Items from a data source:
»»

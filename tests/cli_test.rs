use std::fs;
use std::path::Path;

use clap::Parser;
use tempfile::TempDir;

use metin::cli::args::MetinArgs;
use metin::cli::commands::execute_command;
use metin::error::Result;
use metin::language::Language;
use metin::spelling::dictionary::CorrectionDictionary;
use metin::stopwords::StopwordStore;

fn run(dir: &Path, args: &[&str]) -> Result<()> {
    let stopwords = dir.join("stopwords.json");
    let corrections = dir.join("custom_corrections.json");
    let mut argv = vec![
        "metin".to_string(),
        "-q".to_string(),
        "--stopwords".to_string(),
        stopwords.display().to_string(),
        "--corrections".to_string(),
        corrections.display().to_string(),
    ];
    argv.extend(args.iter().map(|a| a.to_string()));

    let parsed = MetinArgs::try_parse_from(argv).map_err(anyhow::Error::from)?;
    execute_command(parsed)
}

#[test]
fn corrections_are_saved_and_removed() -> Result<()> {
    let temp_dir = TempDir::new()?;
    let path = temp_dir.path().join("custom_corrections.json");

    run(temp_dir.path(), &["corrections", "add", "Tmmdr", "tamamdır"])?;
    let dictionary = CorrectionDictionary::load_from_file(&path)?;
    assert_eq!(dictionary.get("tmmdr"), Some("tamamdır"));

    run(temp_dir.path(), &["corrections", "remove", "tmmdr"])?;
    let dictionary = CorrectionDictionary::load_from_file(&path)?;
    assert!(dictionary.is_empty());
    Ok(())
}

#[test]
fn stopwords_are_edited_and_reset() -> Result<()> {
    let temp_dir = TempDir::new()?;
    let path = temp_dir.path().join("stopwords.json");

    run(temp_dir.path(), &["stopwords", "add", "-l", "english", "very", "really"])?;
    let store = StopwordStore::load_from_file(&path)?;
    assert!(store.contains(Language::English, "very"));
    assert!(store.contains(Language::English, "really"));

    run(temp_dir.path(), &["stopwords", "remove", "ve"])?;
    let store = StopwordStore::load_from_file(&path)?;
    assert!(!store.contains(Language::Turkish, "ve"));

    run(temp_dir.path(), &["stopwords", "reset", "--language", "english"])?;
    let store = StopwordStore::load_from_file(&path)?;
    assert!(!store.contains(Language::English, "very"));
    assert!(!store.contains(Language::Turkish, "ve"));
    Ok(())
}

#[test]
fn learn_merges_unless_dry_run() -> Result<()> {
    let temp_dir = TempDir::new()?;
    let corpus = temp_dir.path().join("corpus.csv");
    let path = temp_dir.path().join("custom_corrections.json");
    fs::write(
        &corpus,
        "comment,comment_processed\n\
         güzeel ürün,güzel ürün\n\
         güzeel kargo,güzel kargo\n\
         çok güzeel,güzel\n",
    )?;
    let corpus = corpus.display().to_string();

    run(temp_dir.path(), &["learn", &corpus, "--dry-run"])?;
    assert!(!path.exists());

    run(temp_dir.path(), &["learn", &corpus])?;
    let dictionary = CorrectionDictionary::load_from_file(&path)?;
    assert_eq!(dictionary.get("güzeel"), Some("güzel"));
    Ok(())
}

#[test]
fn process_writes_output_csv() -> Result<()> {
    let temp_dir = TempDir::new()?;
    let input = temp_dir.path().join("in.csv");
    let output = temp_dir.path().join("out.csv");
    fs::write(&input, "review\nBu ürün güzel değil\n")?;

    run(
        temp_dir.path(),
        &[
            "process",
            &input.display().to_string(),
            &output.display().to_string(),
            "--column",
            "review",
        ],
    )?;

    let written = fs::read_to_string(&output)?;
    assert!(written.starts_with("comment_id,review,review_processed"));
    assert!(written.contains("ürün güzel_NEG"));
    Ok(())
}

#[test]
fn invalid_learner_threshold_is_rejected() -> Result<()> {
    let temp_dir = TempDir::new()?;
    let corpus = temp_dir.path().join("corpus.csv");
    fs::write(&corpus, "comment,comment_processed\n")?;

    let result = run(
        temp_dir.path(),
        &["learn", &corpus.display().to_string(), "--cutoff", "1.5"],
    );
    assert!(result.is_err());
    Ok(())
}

««
»»

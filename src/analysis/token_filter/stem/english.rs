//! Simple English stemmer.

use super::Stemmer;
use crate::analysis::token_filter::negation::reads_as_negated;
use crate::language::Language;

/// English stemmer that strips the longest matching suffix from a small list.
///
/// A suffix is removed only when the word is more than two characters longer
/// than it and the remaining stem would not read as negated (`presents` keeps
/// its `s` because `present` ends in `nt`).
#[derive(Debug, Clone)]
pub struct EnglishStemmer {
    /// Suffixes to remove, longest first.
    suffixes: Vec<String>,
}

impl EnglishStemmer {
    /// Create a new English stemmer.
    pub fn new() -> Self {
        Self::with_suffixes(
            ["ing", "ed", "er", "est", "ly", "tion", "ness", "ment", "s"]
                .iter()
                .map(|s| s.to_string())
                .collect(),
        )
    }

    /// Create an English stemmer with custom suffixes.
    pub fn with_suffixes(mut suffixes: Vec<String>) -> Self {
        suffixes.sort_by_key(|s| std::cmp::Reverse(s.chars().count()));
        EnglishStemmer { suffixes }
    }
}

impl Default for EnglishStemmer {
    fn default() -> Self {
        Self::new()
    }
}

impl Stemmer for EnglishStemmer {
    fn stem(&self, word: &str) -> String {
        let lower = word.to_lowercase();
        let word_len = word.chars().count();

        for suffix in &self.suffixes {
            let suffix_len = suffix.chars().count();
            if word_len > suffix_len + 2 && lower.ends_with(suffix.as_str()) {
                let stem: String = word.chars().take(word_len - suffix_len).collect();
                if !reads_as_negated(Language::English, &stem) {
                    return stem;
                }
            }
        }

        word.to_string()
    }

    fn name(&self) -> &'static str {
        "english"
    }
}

««
»»

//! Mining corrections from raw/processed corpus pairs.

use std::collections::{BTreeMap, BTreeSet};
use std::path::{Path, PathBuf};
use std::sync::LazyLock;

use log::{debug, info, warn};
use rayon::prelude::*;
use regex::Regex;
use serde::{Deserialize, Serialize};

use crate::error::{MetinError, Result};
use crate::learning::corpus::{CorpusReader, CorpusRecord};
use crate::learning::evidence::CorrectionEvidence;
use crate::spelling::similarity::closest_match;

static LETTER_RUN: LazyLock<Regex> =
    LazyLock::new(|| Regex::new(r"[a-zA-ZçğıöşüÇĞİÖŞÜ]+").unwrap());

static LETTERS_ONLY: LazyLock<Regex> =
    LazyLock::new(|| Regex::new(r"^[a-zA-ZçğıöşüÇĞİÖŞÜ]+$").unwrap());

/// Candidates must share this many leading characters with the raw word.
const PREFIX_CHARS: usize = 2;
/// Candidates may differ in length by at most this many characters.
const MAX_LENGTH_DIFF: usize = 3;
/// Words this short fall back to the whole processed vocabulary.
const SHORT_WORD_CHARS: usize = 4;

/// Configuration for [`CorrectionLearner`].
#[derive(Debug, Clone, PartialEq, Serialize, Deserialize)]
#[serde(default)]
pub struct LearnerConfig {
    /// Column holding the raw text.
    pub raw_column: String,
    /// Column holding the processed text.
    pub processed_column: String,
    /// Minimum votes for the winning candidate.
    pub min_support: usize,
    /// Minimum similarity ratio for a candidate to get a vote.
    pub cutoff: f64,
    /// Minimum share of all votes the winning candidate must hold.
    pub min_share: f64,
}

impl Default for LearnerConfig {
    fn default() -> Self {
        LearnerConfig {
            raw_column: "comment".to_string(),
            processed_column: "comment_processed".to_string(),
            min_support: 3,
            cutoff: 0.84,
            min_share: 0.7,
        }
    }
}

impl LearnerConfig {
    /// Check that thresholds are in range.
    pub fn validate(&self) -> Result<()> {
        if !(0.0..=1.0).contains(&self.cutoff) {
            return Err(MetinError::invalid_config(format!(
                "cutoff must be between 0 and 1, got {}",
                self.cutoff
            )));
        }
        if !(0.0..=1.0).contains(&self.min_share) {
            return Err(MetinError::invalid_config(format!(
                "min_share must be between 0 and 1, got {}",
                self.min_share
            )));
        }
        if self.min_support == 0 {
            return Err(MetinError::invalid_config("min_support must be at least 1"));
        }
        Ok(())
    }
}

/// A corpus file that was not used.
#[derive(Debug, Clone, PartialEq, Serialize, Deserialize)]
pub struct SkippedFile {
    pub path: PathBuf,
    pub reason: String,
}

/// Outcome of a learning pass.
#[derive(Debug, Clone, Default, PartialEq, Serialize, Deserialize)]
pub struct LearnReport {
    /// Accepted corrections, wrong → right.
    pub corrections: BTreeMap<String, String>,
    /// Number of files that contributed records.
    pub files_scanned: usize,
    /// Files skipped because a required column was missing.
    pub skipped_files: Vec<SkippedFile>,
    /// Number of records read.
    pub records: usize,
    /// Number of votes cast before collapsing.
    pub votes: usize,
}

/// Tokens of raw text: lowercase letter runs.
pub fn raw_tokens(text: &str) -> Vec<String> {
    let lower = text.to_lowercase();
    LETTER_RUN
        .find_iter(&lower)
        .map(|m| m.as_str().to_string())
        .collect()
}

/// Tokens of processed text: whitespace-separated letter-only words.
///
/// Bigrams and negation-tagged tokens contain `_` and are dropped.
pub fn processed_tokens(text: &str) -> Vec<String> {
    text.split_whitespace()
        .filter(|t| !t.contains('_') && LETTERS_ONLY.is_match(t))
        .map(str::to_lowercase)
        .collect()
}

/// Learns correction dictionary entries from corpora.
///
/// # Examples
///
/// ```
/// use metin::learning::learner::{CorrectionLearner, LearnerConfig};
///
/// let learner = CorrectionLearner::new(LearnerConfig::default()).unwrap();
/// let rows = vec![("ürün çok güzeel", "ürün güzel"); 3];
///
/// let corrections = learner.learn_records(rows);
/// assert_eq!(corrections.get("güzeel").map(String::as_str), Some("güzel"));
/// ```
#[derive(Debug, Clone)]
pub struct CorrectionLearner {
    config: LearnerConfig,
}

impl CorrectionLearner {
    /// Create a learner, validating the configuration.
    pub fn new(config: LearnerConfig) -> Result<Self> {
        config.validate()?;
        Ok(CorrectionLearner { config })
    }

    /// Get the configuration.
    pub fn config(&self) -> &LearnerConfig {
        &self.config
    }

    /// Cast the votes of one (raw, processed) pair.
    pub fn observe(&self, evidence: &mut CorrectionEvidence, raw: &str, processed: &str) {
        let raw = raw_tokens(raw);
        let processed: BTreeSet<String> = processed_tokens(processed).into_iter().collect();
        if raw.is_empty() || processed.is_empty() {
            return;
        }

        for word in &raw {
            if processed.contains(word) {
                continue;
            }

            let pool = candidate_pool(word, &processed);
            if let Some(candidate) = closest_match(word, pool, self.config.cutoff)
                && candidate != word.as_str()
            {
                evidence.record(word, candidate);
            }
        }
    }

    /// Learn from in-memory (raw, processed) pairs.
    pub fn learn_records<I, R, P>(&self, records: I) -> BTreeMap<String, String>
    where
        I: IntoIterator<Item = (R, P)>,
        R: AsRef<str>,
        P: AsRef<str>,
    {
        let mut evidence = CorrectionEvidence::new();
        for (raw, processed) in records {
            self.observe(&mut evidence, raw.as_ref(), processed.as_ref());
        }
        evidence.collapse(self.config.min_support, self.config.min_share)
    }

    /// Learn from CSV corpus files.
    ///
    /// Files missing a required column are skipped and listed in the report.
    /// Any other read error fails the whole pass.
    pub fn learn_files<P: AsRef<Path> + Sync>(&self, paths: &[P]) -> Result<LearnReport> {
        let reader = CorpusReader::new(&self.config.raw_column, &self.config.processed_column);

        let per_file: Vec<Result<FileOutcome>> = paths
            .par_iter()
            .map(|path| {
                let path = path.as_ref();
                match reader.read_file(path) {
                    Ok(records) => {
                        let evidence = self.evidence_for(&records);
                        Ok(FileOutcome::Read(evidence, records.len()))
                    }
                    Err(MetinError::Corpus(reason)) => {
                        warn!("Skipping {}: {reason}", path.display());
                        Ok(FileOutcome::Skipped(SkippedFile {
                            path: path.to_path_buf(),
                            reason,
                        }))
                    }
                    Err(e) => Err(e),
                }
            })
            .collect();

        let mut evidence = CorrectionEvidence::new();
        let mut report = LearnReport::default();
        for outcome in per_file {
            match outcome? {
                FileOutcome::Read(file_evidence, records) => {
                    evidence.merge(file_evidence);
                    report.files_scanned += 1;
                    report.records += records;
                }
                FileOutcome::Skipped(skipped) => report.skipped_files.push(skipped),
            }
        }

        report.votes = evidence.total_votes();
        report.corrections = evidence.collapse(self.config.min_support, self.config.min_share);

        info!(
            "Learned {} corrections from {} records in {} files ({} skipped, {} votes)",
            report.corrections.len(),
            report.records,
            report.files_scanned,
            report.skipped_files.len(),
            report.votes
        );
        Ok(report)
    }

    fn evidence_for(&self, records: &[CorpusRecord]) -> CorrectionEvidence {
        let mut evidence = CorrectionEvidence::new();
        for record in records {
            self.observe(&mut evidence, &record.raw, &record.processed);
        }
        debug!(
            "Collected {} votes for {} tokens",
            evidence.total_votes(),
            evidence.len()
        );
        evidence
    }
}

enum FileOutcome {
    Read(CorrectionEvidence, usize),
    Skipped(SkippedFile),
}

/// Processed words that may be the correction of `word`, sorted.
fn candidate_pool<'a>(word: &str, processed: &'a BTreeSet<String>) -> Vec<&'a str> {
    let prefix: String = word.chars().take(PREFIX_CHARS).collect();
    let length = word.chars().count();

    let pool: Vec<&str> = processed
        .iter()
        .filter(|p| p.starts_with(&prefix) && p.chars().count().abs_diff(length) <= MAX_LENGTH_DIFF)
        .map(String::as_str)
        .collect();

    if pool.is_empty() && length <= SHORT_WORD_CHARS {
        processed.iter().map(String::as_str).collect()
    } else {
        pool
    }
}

««

For every line in the data above that holds "take", return the line itself.

                let stem: String = word.chars().take(word_len - suffix_len).collect();
    let prefix: String = word.chars().take(PREFIX_CHARS).collect();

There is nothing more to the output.